Information shown below:
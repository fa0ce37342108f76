//! Client for the agent API that runs inside a development workspace.
//!
//! A workspace host exports its ARN and an agent token; a plain local machine
//! exports neither.

use async_trait::async_trait;
use serde::{Deserialize, Serialize};

use crate::error::ClientError;
use crate::http::check_response;

pub const ARN_VAR: &str = "__DEV_ENVIRONMENT_ARN";
pub const AGENT_TOKEN_VAR: &str = "__DEV_ENVIRONMENT_AGENT_TOKEN";

/// Status reported by the in-workspace agent.
#[derive(Debug, Clone, Default, PartialEq, Eq, Serialize, Deserialize)]
pub struct LocalStatus {
    #[serde(default)]
    pub status: Option<String>,
    /// Devfile path relative to the workspace root.
    #[serde(default)]
    pub location: Option<String>,
}

/// The local host as seen from inside (or outside) a workspace.
#[async_trait]
pub trait LocalWorkspace: Send + Sync {
    /// ARN exported by the host, if any.
    fn arn(&self) -> Option<&str>;

    /// Whether this process runs inside a managed development workspace.
    fn is_workspace(&self) -> bool;

    async fn status(&self) -> Result<LocalStatus, ClientError>;
}

#[derive(Debug, Clone)]
pub struct LocalWorkspaceClient {
    http: reqwest::Client,
    base_url: String,
    arn: Option<String>,
    token: Option<String>,
}

impl LocalWorkspaceClient {
    /// Read the ARN and agent token from the process environment.
    #[must_use]
    pub fn from_env(base_url: &str) -> Self {
        Self::from_lookup(base_url, |name| std::env::var(name).ok())
    }

    pub fn from_lookup<F>(base_url: &str, lookup: F) -> Self
    where
        F: Fn(&str) -> Option<String>,
    {
        let read = |name: &str| lookup(name).filter(|value| !value.trim().is_empty());
        Self {
            http: reqwest::Client::new(),
            base_url: base_url.trim_end_matches('/').to_string(),
            arn: read(ARN_VAR),
            token: read(AGENT_TOKEN_VAR),
        }
    }
}

#[async_trait]
impl LocalWorkspace for LocalWorkspaceClient {
    fn arn(&self) -> Option<&str> {
        self.arn.as_deref()
    }

    fn is_workspace(&self) -> bool {
        self.arn.is_some() && self.token.is_some()
    }

    async fn status(&self) -> Result<LocalStatus, ClientError> {
        let token = self.token.as_deref().ok_or(ClientError::NotConnected)?;
        let resp = self
            .http
            .get(format!("{}/status", self.base_url))
            .header(reqwest::header::AUTHORIZATION, token)
            .send()
            .await?;
        let body = check_response(resp).await?.text().await?;
        serde_json::from_str(&body).map_err(|e| ClientError::Parse(e.to_string()))
    }
}

#[cfg(test)]
mod tests {
    use std::collections::HashMap;

    use pretty_assertions::assert_eq;

    use super::*;

    fn client(vars: &[(&str, &str)]) -> LocalWorkspaceClient {
        let vars: HashMap<String, String> = vars
            .iter()
            .map(|(k, v)| ((*k).to_string(), (*v).to_string()))
            .collect();
        LocalWorkspaceClient::from_lookup("http://127.0.0.1:1339/", |name| vars.get(name).cloned())
    }

    #[test]
    fn plain_host_is_not_a_workspace() {
        let local = client(&[]);
        assert!(!local.is_workspace());
        assert!(local.arn().is_none());
    }

    #[test]
    fn arn_without_agent_token_is_not_a_workspace() {
        let local = client(&[(ARN_VAR, "arn:aws:caws:us-east-1:1:development-workspace/ws1")]);
        assert!(!local.is_workspace());
        assert!(local.arn().is_some());
    }

    #[test]
    fn workspace_host_exports_both() {
        let local = client(&[(ARN_VAR, "arn:x:development-workspace/ws1"), (AGENT_TOKEN_VAR, "t")]);
        assert!(local.is_workspace());
        assert_eq!(local.base_url, "http://127.0.0.1:1339");
    }

    #[test]
    fn status_tolerates_missing_fields() {
        let status: LocalStatus = serde_json::from_str(r#"{"status":"READY"}"#).expect("parse");
        assert_eq!(status.status.as_deref(), Some("READY"));
        assert!(status.location.is_none());
    }

    #[tokio::test]
    async fn status_requires_agent_token() {
        let local = client(&[]);
        assert!(matches!(local.status().await, Err(ClientError::NotConnected)));
    }
}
End of Information shown.
**Aim of the exercise**
Write out, word for word, the line containing "use super::*;" and every line after it to the end of the data above.

**Response area**
    use super::*;

    fn client(vars: &[(&str, &str)]) -> LocalWorkspaceClient {
        let vars: HashMap<String, String> = vars
            .iter()
            .map(|(k, v)| ((*k).to_string(), (*v).to_string()))
            .collect();
        LocalWorkspaceClient::from_lookup("http://127.0.0.1:1339/", |name| vars.get(name).cloned())
    }

    #[test]
    fn plain_host_is_not_a_workspace() {
        let local = client(&[]);
        assert!(!local.is_workspace());
        assert!(local.arn().is_none());
    }

    #[test]
    fn arn_without_agent_token_is_not_a_workspace() {
        let local = client(&[(ARN_VAR, "arn:aws:caws:us-east-1:1:development-workspace/ws1")]);
        assert!(!local.is_workspace());
        assert!(local.arn().is_some());
    }

    #[test]
    fn workspace_host_exports_both() {
        let local = client(&[(ARN_VAR, "arn:x:development-workspace/ws1"), (AGENT_TOKEN_VAR, "t")]);
        assert!(local.is_workspace());
        assert_eq!(local.base_url, "http://127.0.0.1:1339");
    }

    #[test]
    fn status_tolerates_missing_fields() {
        let status: LocalStatus = serde_json::from_str(r#"{"status":"READY"}"#).expect("parse");
        assert_eq!(status.status.as_deref(), Some("READY"));
        assert!(status.location.is_none());
    }

    #[tokio::test]
    async fn status_requires_agent_token() {
        let local = client(&[]);
        assert!(matches!(local.status().await, Err(ClientError::NotConnected)));
    }
}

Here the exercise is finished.